And what be the name of this entity? If positive
it is "free space" if negative then "over constrained space"
or "overflowed space"? Something like that?

> 
>> 2) Meaning of calc(flex + fixed)
>>
>> Let's imagine that we have container with
>> inner width = 1000px that has single empty child A
>> so it has no intrinsic min/max-widths.
>>
>> -----------------------------------------------------------------
>> If that A element is defined as
>>
>> A { width: calc(100px + 1fx); }
>>
>> I assume that min-widths-of-children in this case is:
>>
>> 2.a) min-width = 100px, free-space = 900px.
>>
>> So its computed width is just 1000px ?
>>
>> So that definition above is exactly (A - single child)
>> A { width: 1fx; min-width: 100px; }
>>
>> Yes/no?
> 
> No.  The calc() expression does not set a minimum size, it sets a
> preferred size.  The flexible length can get smaller than the
> preferred size if necessary.  In particular, if the parent was only
> 50px, then the child would also be 50px.  (If you had set min-width
> like in your last paragraph, the child would still be 100px.)
> 
> Setting a preferred size on the only flexible length in that axis
> basically does nothing (like setting 2fl versus 1fl in that situation
> - there's no difference).
> 

So you say that here

   A {  width: calc(100px + 10%); }

100px participates in min-content-width calculations, and
here 

   B {  width: calc(100px + 10fx); }

it is not?

Final A.width cannot be less than 100px in any circumstances and 
final B.width can be zero, correct?

I shall admit that I've overlooked the fact that you went that 
far with your change of calc() nature.
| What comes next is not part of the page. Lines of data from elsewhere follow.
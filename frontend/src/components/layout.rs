use crate::{
    api::AuthUser,
    router::{AUTH, FEED, HOME, MAP, PROFILE, SEARCH},
    state::auth::use_auth,
};
use leptos::*;

const NAV_LINK_CLASS: &str =
    "text-gray-700 hover:text-charity-red px-3 py-2 rounded-md text-sm font-medium";

#[component]
pub fn Header() -> impl IntoView {
    let auth = use_auth();
    let state = auth.state();
    let (menu_open, set_menu_open) = create_signal(false);
    let (signing_out, set_signing_out) = create_signal(false);

    let user = move || state.with(|state| state.user.clone());
    let loading = move || state.with(|state| state.loading);

    let on_sign_out = {
        let auth = auth.clone();
        move |_| {
            if signing_out.get_untracked() {
                return;
            }
            set_menu_open.set(false);
            set_signing_out.set(true);
            let auth = auth.clone();
            spawn_local(async move {
                // Failures are already logged by the container.
                let _ = auth.sign_out().await;
                set_signing_out.set(false);
            });
        }
    };
    let on_sign_out_mobile = on_sign_out.clone();
    let toggle_menu = move |_| set_menu_open.update(|open| *open = !*open);

    view! {
        <header class="bg-white border-b border-gray-200 sticky top-0 z-50">
            <div class="max-w-7xl mx-auto px-4 sm:px-6 lg:px-8">
                <div class="flex justify-between items-center h-16">
                    <a href=HOME class="flex items-center space-x-2">
                        <span class="font-bold text-xl text-gray-900">"CharitiesNextToMe"</span>
                    </a>
                    <Show when=move || user().is_some()>
                        <nav class="hidden md:flex items-center space-x-8">
                            <a href=FEED class=NAV_LINK_CLASS>"Feed"</a>
                            <a href=MAP class=NAV_LINK_CLASS>"Map"</a>
                            <a href=SEARCH class=NAV_LINK_CLASS>"Search"</a>
                        </nav>
                    </Show>
                    <div class="flex items-center space-x-4">
                        {move || {
                            if loading() {
                                view! { <div class="h-8 w-20 bg-gray-200 rounded animate-pulse"></div> }
                                    .into_view()
                            } else if let Some(user) = user() {
                                view! {
                                    <a href=PROFILE class="flex items-center space-x-2" title=user.email.clone()>
                                        <span class="h-8 w-8 rounded-full bg-charity-red text-white flex items-center justify-center">
                                            {avatar_initial(&user)}
                                        </span>
                                        <span class="hidden md:inline text-sm text-gray-700">
                                            {display_name(&user)}
                                        </span>
                                    </a>
                                }
                                    .into_view()
                            } else {
                                view! {
                                    <a href=AUTH class=NAV_LINK_CLASS>"Sign In"</a>
                                    <a href=AUTH class="bg-charity-red text-white px-3 py-2 rounded-md text-sm font-medium">
                                        "Sign Up"
                                    </a>
                                }
                                    .into_view()
                            }
                        }}
                        <Show when=move || user().is_some()>
                            <button
                                class="hidden md:inline text-gray-700 hover:text-red-600 px-3 py-2 rounded-md text-sm font-medium disabled:opacity-50"
                                on:click=on_sign_out.clone()
                                disabled=move || signing_out.get()
                            >
                                "Sign Out"
                            </button>
                            <button
                                type="button"
                                class="md:hidden inline-flex items-center justify-center p-2 rounded-md text-gray-700"
                                on:click=toggle_menu
                                aria-expanded=move || menu_open.get()
                                aria-controls="mobile-nav"
                            >
                                {move || if menu_open.get() { "Close" } else { "Menu" }}
                            </button>
                        </Show>
                    </div>
                </div>
                <Show when=move || menu_open.get() && user().is_some()>
                    <nav id="mobile-nav" class="md:hidden py-4 border-t border-gray-200 flex flex-col space-y-4">
                        <a href=FEED class=NAV_LINK_CLASS on:click=move |_| set_menu_open.set(false)>"Feed"</a>
                        <a href=MAP class=NAV_LINK_CLASS on:click=move |_| set_menu_open.set(false)>"Map"</a>
                        <a href=SEARCH class=NAV_LINK_CLASS on:click=move |_| set_menu_open.set(false)>"Search"</a>
                        <a href=PROFILE class=NAV_LINK_CLASS on:click=move |_| set_menu_open.set(false)>"Profile"</a>
                        <button
                            class="text-left text-gray-700 hover:text-red-600 px-3 py-2 text-sm font-medium"
                            on:click=on_sign_out_mobile.clone()
                            disabled=move || signing_out.get()
                        >
                            "Sign Out"
                        </button>
                    </nav>
                </Show>
            </div>
        </header>
    }
}

#[component]
pub fn Layout(children: Children) -> impl IntoView {
    view! {
        <div class="min-h-screen bg-white">
            <Header/>
            <main class="max-w-7xl mx-auto py-6 px-4 sm:px-6 lg:px-8">
                <ProfileWarningBanner/>
                {children()}
            </main>
        </div>
    }
}

/// Shown when the profile row could not be created; the session itself is fine.
#[component]
pub fn ProfileWarningBanner() -> impl IntoView {
    let state = use_auth().state();
    let warning = move || state.with(|state| state.profile_warning.clone());

    view! {
        <Show when=move || warning().is_some()>
            <div class="mb-4 bg-yellow-50 border border-yellow-200 text-yellow-800 px-4 py-3 rounded">
                <p class="font-semibold">"Your profile could not be set up"</p>
                <p class="text-sm mt-1">{move || warning().unwrap_or_default()}</p>
            </div>
        </Show>
    }
}

#[component]
pub fn LoadingSpinner() -> impl IntoView {
    view! {
        <div class="min-h-screen flex items-center justify-center">
            <div class="animate-spin rounded-full h-8 w-8 border-b-2 border-charity-red"></div>
        </div>
    }
}

pub fn display_name(user: &AuthUser) -> String {
    user.user_metadata
        .full_name
        .clone()
        .filter(|name| !name.trim().is_empty())
        .unwrap_or_else(|| "User".to_string())
}

pub fn avatar_initial(user: &AuthUser) -> String {
    user.user_metadata
        .full_name
        .as_deref()
        .and_then(|name| name.trim().chars().next())
        .or_else(|| user.email.as_deref().and_then(|email| email.chars().next()))
        .map(|initial| initial.to_uppercase().to_string())
        .unwrap_or_else(|| "U".to_string())
}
All assumptions
in my original message were based on the fact that

A {  width: calc(100px + 1%); }
is not in principle different from 
B {  width: calc(100px +1fx); }
in terms of free space calculations.

If parent width is declared as having zero width for example then 
A will still be of 100px wide, and B would be zero, correct?
Or even B will be computed to -100px but set to zero?  I am lost here.

In any case this changes basic concepts of the calc() that is already 
implemented and used on the Web. I don't think that web and UA 
developers would like such dichotomy.  

And yet, what exactly triggers this dichotomy of these two modes
of the calc() calculation?  Any existence of 'fx' in expression?

Say here:
B {  width: calc(100px + 0fx); }
100px is that "preferred" width? And so final width 
can take any value either less or over that 100px?

And what should happen with the calc() here:
B {  width: calc(100px + 1fx);  float:left; }
calc(100px + 1fx) will be dropped as whole 
or it will behave as it defined as calc(100px)?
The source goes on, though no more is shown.